# **Key Financial Indicators in Corporate Bankruptcy Prediction**

## 1. introduction
### (1)Background information
### Project Outline
For this individual project, we are conducting a data analysis using a publicly available dataset from Kaggle titled “Company Bankruptcy Prediction.” The dataset contains financial ratios of thousands of companies, along with a label indicating whether or not the company eventually went bankrupt. The goal of this project is to explore which financial indicators are most predictive of bankruptcy, and to build a simple classification model that can identify companies at high risk. I will apply the data wrangling, visualization, and classification techniques I have learned so far, using R to carry out this analysis.
### Company Bankruptcy Prediction dataset
The dataset used in this project comes from a publicly available Kaggle dataset titled Company Bankruptcy Prediction. The data were originally collected from the Taiwan Economic Journal between 1999 and 2009, and company bankruptcy was defined according to the business regulations of the Taiwan Stock Exchange.
### (2)Question we tried to answer
**Broad Question**  
What financial characteristics are most predictive of company bankruptcy, and how do these factors differ between bankrupt and non-bankrupt firms?  
**Specific Question**    
Can selected financial ratios—such as net income to total assets, debt ratio, net value growth rate, interest coverage ratio, and current ratio—predict whether a company is likely to go bankrupt?
### (3)Describe the dataset
It includes financial information from over 6,000 companies, with over 60 financial ratios such as Net Income to Total Assets, Debt Ratio, Net Value Growth Rate, and Interest Coverage Ratio. Each company is labeled as either bankrupt or non-bankrupt, allowing for binary classification tasks.

## 2. Methods & Results
### (1) K-Nearest Neighbors (KNN) Classification.
We are using KNN classification to predict whether a company will go bankrupt based on its financial ratios:
net income to total assets, debt ratio, net value growth rate, interest coverage ratio, and current ratio.

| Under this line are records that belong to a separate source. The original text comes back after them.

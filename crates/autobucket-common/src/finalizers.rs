//! Finalizer list manipulation
//!
//! Edits are computed locally on a copy of `metadata.finalizers` and written
//! back in one patch, so unrelated finalizers owned by other controllers are
//! always preserved.

use kube::api::ObjectMeta;

/// Ordered, duplicate-free view of an object's finalizers
#[derive(Clone, Debug, Default, PartialEq, Eq)]
pub struct FinalizerSet(Vec<String>);

impl FinalizerSet {
    /// Copy the finalizers from object metadata
    pub fn from_meta(meta: &ObjectMeta) -> Self {
        let mut set = Self::default();
        for f in meta.finalizers.iter().flatten() {
            set.add(f);
        }
        set
    }

    /// Whether `finalizer` is present
    pub fn contains(&self, finalizer: &str) -> bool {
        self.0.iter().any(|f| f == finalizer)
    }

    /// Append `finalizer` if missing; returns whether the set changed
    pub fn add(&mut self, finalizer: &str) -> bool {
        if self.contains(finalizer) {
            return false;
        }
        self.0.push(finalizer.to_string());
        true
    }

    /// Drop `finalizer` if present; returns whether the set changed
    pub fn remove(&mut self, finalizer: &str) -> bool {
        let before = self.0.len();
        self.0.retain(|f| f != finalizer);
        self.0.len() != before
    }

    /// Finalizers in order
    pub fn as_slice(&self) -> &[String] {
        &self.0
    }

    /// Consume into the list form stored in metadata
    pub fn into_vec(self) -> Vec<String> {
        self.0
    }
}
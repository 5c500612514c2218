//! Deployment-driven Bucket provisioning
//!
//! A Deployment annotated with `ab.leclouddev.com/cloud` gets a Bucket of the
//! same name in its namespace, owned by the Deployment so it is garbage
//! collected with it. Deployments without the annotation are ignored.

#![deny(missing_docs)]

pub mod controller;
pub mod derive;

pub use controller::{
    error_policy, reconcile, ProvisionerContext, WorkloadClient, WorkloadClientImpl,
};
pub use derive::{bucket_full_name, desired_bucket, labels_for_bucket, WorkloadAnnotationView};
//! Google Cloud Storage through the JSON API
//!
//! Talks to `https://storage.googleapis.com/storage/v1` (or an override such
//! as a local emulator) with `reqwest`. Authentication is either a fixed
//! bearer token or an access token from the GCE/GKE metadata server.

use std::time::{Duration, Instant};

use async_trait::async_trait;
use parking_lot::RwLock;
use reqwest::{Method, RequestBuilder, Response, StatusCode, Url};
use serde::Deserialize;
use serde_json::json;
use tracing::debug;

use crate::{ObjectPage, ObjectStorageApi, StorageError};

/// Public GCS endpoint
pub const DEFAULT_GCS_ENDPOINT: &str = "https://storage.googleapis.com";

const METADATA_TOKEN_URL: &str =
    "http://metadata.google.internal/computeMetadata/v1/instance/service-accounts/default/token";

/// Per-request timeout
const REQUEST_TIMEOUT: Duration = Duration::from_secs(30);

/// Cached tokens are refreshed this long before they expire
const TOKEN_REFRESH_MARGIN: Duration = Duration::from_secs(60);

// ============================================================================
// Credentials
// ============================================================================

#[derive(Debug, Deserialize)]
struct MetadataToken {
    access_token: String,
    expires_in: u64,
}

/// Access token with its refresh deadline
#[derive(Debug, Clone)]
pub struct CachedToken {
    value: String,
    refresh_at: Instant,
}

impl CachedToken {
    fn new(value: String, expires_in: Duration, now: Instant) -> Self {
        Self {
            value,
            refresh_at: now + expires_in.saturating_sub(TOKEN_REFRESH_MARGIN),
        }
    }

    fn fresh_at(&self, now: Instant) -> bool {
        now < self.refresh_at
    }
}

/// Source of bearer tokens for GCS requests
pub enum GcsAuth {
    /// Fixed token, e.g. from `gcloud auth print-access-token`
    Static(String),
    /// Default service account of the node or Workload Identity
    MetadataServer {
        /// Last token fetched
        cache: RwLock<Option<CachedToken>>,
    },
    /// No Authorization header (local emulators)
    Anonymous,
}

impl GcsAuth {
    /// Token from the metadata server, cached until shortly before expiry
    pub fn metadata_server() -> Self {
        Self::MetadataServer {
            cache: RwLock::new(None),
        }
    }

    async fn token(&self, http: &reqwest::Client) -> Result<Option<String>, StorageError> {
        match self {
            Self::Static(token) => Ok(Some(token.clone())),
            Self::Anonymous => Ok(None),
            Self::MetadataServer { cache } => {
                if let Some(token) = cache.read().as_ref().filter(|t| t.fresh_at(Instant::now())) {
                    return Ok(Some(token.value.clone()));
                }

                let fetched = fetch_metadata_token(http).await?;
                let token = CachedToken::new(
                    fetched.access_token,
                    Duration::from_secs(fetched.expires_in),
                    Instant::now(),
                );
                let value = token.value.clone();
                *cache.write() = Some(token);
                debug!(expires_in = fetched.expires_in, "Refreshed GCS access token");
                Ok(Some(value))
            }
        }
    }
}

impl std::fmt::Debug for GcsAuth {
    fn fmt(&self, f: &mut std::fmt::Formatter<'_>) -> std::fmt::Result {
        match self {
            Self::Static(_) => f.write_str("Static(<redacted>)"),
            Self::MetadataServer { .. } => f.write_str("MetadataServer"),
            Self::Anonymous => f.write_str("Anonymous"),
        }
    }
}

async fn fetch_metadata_token(http: &reqwest::Client) -> Result<MetadataToken, StorageError> {
    let response = http
        .get(METADATA_TOKEN_URL)
        .header("Metadata-Flavor", "Google")
        .send()
        .await
        .map_err(|e| StorageError::Credentials(format!("metadata token request failed: {e}")))?;

    if !response.status().is_success() {
        let status = response.status();
        let body = response.text().await.unwrap_or_default();
        return Err(StorageError::Credentials(format!(
            "metadata token request failed (status={status}): {body}"
        )));
    }

    response.json().await.map_err(|e| StorageError::Malformed {
        operation: "metadata token",
        message: e.to_string(),
    })
}

// ============================================================================
// JSON API client
// ============================================================================

#[derive(Debug, Default, Deserialize)]
#[serde(rename_all = "camelCase")]
struct ListObjectsResponse {
    #[serde(default)]
    items: Vec<ObjectResource>,
    next_page_token: Option<String>,
}

#[derive(Debug, Deserialize)]
struct ObjectResource {
    name: String,
}

impl From<ListObjectsResponse> for ObjectPage {
    fn from(resp: ListObjectsResponse) -> Self {
        Self {
            names: resp.items.into_iter().map(|o| o.name).collect(),
            next_page_token: resp.next_page_token.filter(|t| !t.is_empty()),
        }
    }
}

/// [`ObjectStorageApi`] for Google Cloud Storage
#[derive(Debug)]
pub struct GcsJsonApi {
    http: reqwest::Client,
    base: Url,
    project: String,
    auth: GcsAuth,
}

impl GcsJsonApi {
    /// Client for `endpoint` that creates buckets in `project`
    pub fn new(endpoint: &str, project: &str, auth: GcsAuth) -> Result<Self, StorageError> {
        if project.is_empty() {
            return Err(StorageError::Config(
                "a GCP project is required to create buckets".to_string(),
            ));
        }
        let base = Url::parse(&format!("{}/storage/v1/", endpoint.trim_end_matches('/')))
            .map_err(|e| StorageError::Config(format!("invalid GCS endpoint {endpoint:?}: {e}")))?;
        let http = reqwest::Client::builder()
            .timeout(REQUEST_TIMEOUT)
            .build()
            .map_err(|e| StorageError::Config(format!("failed to build HTTP client: {e}")))?;

        Ok(Self {
            http,
            base,
            project: project.to_string(),
            auth,
        })
    }

    /// Base URL joined with percent-encoded path segments
    fn url(&self, segments: &[&str]) -> Result<Url, StorageError> {
        let mut url = self.base.clone();
        url.path_segments_mut()
            .map_err(|_| StorageError::Config(format!("GCS endpoint {} cannot be a base", self.base)))?
            .pop_if_empty()
            .extend(segments);
        Ok(url)
    }

    async fn request(&self, method: Method, url: Url) -> Result<RequestBuilder, StorageError> {
        let builder = self.http.request(method, url);
        Ok(match self.auth.token(&self.http).await? {
            Some(token) => builder.bearer_auth(token),
            None => builder,
        })
    }

    async fn send(
        &self,
        operation: &'static str,
        builder: RequestBuilder,
    ) -> Result<Response, StorageError> {
        builder
            .send()
            .await
            .map_err(|e| StorageError::http(operation, e))
    }
}

async fn unexpected(operation: &'static str, bucket: &str, response: Response) -> StorageError {
    let status = response.status().as_u16();
    let body = response.text().await.unwrap_or_default();
    StorageError::Status {
        operation,
        bucket: bucket.to_string(),
        status,
        body,
    }
}

#[async_trait]
impl ObjectStorageApi for GcsJsonApi {
    async fn bucket_exists(&self, bucket: &str) -> Result<bool, StorageError> {
        const OP: &str = "get bucket";
        let req = self.request(Method::GET, self.url(&["b", bucket])?).await?;
        let response = self.send(OP, req).await?;
        match response.status() {
            s if s.is_success() => Ok(true),
            StatusCode::NOT_FOUND => Ok(false),
            _ => Err(unexpected(OP, bucket, response).await),
        }
    }

    async fn insert_bucket(&self, bucket: &str) -> Result<(), StorageError> {
        const OP: &str = "insert bucket";
        let mut url = self.url(&["b"])?;
        url.query_pairs_mut().append_pair("project", &self.project);
        let req = self
            .request(Method::POST, url)
            .await?
            .json(&json!({ "name": bucket }));
        let response = self.send(OP, req).await?;
        match response.status() {
            s if s.is_success() => Ok(()),
            StatusCode::CONFLICT => {
                // 409 also means the name is taken by another project
                let body = response.text().await.unwrap_or_default();
                debug!(bucket, %body, "Bucket insert conflicted, checking it is ours");
                if self.bucket_exists(bucket).await? {
                    Ok(())
                } else {
                    Err(StorageError::Status {
                        operation: OP,
                        bucket: bucket.to_string(),
                        status: StatusCode::CONFLICT.as_u16(),
                        body,
                    })
                }
            }
            _ => Err(unexpected(OP, bucket, response).await),
        }
    }

    async fn list_objects(
        &self,
        bucket: &str,
        page_token: Option<String>,
    ) -> Result<ObjectPage, StorageError> {
        const OP: &str = "list objects";
        let mut url = self.url(&["b", bucket, "o"])?;
        {
            let mut query = url.query_pairs_mut();
            query.append_pair("fields", "items(name),nextPageToken");
            if let Some(token) = &page_token {
                query.append_pair("pageToken", token);
            }
        }
        let response = self.send(OP, self.request(Method::GET, url).await?).await?;
        match response.status() {
            s if s.is_success() => {
                let body: ListObjectsResponse =
                    response.json().await.map_err(|e| StorageError::Malformed {
                        operation: OP,
                        message: e.to_string(),
                    })?;
                Ok(body.into())
            }
            StatusCode::NOT_FOUND => Ok(ObjectPage::default()),
            _ => Err(unexpected(OP, bucket, response).await),
        }
    }

    async fn delete_object(&self, bucket: &str, object: &str) -> Result<(), StorageError> {
        const OP: &str = "delete object";
        let url = self.url(&["b", bucket, "o", object])?;
        let response = self.send(OP, self.request(Method::DELETE, url).await?).await?;
        match response.status() {
            s if s.is_success() => Ok(()),
            StatusCode::NOT_FOUND => Ok(()),
            _ => Err(unexpected(OP, bucket, response).await),
        }
    }

    async fn delete_bucket(&self, bucket: &str) -> Result<(), StorageError> {
        const OP: &str = "delete bucket";
        let url = self.url(&["b", bucket])?;
        let response = self.send(OP, self.request(Method::DELETE, url).await?).await?;
        match response.status() {
            s if s.is_success() => Ok(()),
            StatusCode::NOT_FOUND => Ok(()),
            _ => Err(unexpected(OP, bucket, response).await),
        }
    }
}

This classification method calculates the distance between a new company and its K-nearest neighbors in the training set, assigning the majority class (bankrupt or not) as the predicted outcome. The steps are as follows:

* Load in R packages and dataset

* Clean the dataset:

   * Convert Bankrupt? into a factor variable
 
   * Select only the five financial ratio columns and the target variable

   * Check for missing values (NA) in the selected financial ratios
 
   * If missing values are found, remove or impute them as appropriate

   * Standardize the five selected financial ratios to ensure equal scale

   * Remove any companies with incomplete or invalid financial data

* Explore and visualize the cleaned data:

   * Plot distribution of each variable

   * Use boxplots or scatterplots to compare bankrupt vs non-bankrupt companies

* Split the data into training and testing sets (e.g., 70% training, 30% testing)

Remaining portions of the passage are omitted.